"""

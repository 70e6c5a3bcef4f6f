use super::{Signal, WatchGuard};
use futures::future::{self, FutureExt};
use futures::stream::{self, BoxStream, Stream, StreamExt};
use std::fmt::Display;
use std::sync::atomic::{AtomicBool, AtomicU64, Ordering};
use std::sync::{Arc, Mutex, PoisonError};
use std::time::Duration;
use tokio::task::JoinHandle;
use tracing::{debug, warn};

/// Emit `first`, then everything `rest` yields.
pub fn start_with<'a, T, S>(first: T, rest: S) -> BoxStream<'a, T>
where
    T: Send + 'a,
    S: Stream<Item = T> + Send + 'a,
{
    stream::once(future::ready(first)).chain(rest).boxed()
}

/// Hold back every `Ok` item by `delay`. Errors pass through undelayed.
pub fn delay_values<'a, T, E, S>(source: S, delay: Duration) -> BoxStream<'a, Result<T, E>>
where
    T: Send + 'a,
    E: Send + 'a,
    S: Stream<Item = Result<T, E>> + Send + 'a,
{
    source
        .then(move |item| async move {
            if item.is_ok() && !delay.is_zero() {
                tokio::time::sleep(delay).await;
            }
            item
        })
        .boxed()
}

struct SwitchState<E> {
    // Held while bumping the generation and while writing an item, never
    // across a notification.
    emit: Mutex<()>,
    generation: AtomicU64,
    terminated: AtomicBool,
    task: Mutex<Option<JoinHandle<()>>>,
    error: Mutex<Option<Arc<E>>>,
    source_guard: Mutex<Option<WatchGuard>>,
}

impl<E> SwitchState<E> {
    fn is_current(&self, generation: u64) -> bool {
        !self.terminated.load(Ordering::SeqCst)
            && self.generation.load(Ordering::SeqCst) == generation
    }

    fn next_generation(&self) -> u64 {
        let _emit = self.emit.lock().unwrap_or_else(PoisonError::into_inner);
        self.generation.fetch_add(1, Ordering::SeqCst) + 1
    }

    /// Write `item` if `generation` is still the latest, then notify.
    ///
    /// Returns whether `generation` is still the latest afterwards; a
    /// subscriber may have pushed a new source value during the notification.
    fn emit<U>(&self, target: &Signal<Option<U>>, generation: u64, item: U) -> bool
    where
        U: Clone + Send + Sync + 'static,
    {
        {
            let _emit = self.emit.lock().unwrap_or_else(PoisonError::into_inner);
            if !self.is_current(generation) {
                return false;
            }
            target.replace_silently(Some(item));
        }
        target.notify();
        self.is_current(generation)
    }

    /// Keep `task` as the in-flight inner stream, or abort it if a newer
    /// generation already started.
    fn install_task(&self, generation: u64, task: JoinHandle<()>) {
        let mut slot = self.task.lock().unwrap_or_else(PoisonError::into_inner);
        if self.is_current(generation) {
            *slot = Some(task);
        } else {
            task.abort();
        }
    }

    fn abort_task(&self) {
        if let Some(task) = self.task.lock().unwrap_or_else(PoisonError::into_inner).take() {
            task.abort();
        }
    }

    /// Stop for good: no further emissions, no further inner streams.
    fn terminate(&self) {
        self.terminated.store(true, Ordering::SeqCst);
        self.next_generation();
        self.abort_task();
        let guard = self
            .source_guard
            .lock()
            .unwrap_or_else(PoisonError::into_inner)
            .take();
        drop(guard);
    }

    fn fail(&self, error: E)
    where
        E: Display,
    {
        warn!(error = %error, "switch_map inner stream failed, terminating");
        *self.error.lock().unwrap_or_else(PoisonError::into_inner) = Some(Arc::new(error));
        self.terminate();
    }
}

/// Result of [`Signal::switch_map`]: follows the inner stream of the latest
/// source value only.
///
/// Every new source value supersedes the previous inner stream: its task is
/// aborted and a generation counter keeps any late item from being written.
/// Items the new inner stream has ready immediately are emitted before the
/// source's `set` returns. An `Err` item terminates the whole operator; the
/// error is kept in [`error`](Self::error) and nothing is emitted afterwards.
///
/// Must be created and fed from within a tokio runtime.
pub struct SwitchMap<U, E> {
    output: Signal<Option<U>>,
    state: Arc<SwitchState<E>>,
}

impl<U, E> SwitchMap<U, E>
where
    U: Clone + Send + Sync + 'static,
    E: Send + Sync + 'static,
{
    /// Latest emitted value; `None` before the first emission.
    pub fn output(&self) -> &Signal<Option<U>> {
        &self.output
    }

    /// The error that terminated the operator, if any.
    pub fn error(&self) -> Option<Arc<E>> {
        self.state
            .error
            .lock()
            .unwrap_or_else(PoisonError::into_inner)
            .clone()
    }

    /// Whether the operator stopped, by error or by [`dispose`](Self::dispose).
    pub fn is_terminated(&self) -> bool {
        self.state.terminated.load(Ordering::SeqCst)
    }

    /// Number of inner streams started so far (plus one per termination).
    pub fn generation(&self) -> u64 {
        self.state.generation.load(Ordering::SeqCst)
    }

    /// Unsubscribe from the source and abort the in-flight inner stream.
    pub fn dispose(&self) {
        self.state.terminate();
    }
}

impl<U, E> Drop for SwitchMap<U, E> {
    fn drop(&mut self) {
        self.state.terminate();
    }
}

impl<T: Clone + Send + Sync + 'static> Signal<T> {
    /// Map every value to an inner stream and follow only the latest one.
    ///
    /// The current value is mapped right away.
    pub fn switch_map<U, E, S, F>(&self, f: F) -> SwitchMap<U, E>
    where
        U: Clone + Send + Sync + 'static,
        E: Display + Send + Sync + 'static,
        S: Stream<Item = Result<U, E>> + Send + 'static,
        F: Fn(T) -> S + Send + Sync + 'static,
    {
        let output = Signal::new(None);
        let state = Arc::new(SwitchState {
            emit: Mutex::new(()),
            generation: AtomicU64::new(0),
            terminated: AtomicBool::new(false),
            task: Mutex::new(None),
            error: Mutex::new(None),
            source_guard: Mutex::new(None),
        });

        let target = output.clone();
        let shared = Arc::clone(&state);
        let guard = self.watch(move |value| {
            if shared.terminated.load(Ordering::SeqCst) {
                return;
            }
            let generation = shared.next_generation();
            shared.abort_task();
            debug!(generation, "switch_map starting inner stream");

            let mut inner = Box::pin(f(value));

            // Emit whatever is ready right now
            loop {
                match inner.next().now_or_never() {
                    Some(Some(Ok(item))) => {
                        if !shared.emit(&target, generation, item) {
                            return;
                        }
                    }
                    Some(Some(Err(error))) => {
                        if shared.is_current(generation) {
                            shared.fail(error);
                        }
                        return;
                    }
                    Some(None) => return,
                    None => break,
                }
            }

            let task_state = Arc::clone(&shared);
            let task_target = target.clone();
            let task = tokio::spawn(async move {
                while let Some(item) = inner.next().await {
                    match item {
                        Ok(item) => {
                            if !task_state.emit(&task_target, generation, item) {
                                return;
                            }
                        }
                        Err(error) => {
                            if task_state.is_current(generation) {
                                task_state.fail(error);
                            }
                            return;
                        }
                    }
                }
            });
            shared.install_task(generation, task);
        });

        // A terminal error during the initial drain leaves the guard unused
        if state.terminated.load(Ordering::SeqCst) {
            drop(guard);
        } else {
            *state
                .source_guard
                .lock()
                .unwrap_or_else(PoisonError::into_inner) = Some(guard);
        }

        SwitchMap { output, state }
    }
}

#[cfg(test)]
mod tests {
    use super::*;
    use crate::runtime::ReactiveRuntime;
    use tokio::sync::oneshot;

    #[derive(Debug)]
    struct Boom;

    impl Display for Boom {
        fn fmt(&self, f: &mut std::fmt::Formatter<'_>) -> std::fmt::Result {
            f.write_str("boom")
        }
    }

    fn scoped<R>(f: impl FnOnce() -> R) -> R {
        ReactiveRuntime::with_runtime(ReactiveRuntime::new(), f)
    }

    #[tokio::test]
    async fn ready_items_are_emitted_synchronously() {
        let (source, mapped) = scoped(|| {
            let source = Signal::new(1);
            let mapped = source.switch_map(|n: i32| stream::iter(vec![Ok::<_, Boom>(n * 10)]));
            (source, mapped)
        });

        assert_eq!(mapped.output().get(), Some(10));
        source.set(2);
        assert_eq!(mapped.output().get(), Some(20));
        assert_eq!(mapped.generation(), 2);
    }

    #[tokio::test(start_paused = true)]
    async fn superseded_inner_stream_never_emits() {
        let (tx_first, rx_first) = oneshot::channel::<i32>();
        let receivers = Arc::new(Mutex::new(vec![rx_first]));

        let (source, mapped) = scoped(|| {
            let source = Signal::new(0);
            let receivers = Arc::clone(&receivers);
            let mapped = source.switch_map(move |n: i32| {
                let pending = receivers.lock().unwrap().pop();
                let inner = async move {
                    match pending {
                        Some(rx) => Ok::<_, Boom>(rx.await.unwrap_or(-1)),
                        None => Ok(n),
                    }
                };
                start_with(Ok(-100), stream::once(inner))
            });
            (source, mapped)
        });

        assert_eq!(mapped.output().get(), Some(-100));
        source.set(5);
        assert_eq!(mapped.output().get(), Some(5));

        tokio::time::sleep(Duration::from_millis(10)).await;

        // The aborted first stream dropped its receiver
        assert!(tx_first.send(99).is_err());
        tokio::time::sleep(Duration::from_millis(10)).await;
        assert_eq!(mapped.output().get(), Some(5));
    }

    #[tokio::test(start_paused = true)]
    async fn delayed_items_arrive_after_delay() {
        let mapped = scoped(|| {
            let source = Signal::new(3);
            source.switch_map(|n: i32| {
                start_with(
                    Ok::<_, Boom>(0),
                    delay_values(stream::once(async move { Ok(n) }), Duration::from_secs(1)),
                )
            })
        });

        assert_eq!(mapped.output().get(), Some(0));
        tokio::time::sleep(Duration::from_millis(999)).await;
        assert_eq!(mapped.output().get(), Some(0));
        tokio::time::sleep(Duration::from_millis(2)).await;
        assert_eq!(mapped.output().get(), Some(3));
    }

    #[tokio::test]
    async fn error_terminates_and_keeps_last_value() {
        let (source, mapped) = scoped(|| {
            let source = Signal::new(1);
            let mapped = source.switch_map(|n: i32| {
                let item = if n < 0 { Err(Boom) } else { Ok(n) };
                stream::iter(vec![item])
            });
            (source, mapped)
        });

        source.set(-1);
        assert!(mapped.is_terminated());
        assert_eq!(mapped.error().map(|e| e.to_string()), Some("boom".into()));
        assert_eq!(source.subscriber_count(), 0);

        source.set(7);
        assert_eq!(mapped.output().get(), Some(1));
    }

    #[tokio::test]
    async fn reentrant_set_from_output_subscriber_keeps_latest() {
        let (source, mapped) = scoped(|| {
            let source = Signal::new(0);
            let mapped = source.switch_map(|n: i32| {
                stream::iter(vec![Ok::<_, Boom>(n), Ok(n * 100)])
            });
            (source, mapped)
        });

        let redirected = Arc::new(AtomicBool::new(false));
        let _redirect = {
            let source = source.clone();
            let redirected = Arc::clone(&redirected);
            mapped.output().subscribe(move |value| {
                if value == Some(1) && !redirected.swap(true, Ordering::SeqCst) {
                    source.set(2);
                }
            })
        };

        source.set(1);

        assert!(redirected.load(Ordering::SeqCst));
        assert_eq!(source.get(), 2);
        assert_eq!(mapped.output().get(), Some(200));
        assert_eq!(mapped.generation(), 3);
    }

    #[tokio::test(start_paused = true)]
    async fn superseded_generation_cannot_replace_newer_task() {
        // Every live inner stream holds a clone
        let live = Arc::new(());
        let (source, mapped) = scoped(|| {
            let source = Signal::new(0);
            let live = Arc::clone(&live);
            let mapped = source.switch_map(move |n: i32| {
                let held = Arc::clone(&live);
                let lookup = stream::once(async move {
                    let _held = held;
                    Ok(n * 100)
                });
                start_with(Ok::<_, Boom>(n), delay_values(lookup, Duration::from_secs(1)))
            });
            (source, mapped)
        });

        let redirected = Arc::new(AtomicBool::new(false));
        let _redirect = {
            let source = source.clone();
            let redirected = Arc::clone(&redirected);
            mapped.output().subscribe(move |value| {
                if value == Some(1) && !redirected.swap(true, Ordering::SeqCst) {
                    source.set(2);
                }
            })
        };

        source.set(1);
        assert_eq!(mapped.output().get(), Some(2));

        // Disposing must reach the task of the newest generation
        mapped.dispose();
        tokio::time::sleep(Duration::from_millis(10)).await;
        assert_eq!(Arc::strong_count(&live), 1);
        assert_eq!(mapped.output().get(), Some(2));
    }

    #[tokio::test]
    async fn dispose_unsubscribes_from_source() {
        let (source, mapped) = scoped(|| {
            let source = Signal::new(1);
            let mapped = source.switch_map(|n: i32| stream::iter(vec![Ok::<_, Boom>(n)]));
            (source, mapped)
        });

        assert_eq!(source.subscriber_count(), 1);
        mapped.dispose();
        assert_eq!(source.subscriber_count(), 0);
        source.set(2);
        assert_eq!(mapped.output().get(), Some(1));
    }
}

"""

:: Prompt ::
If a line of the records includes the string "slot", copy it out.

:: Task response ::
        let mut slot = self.task.lock().unwrap_or_else(PoisonError::into_inner);
            *slot = Some(task);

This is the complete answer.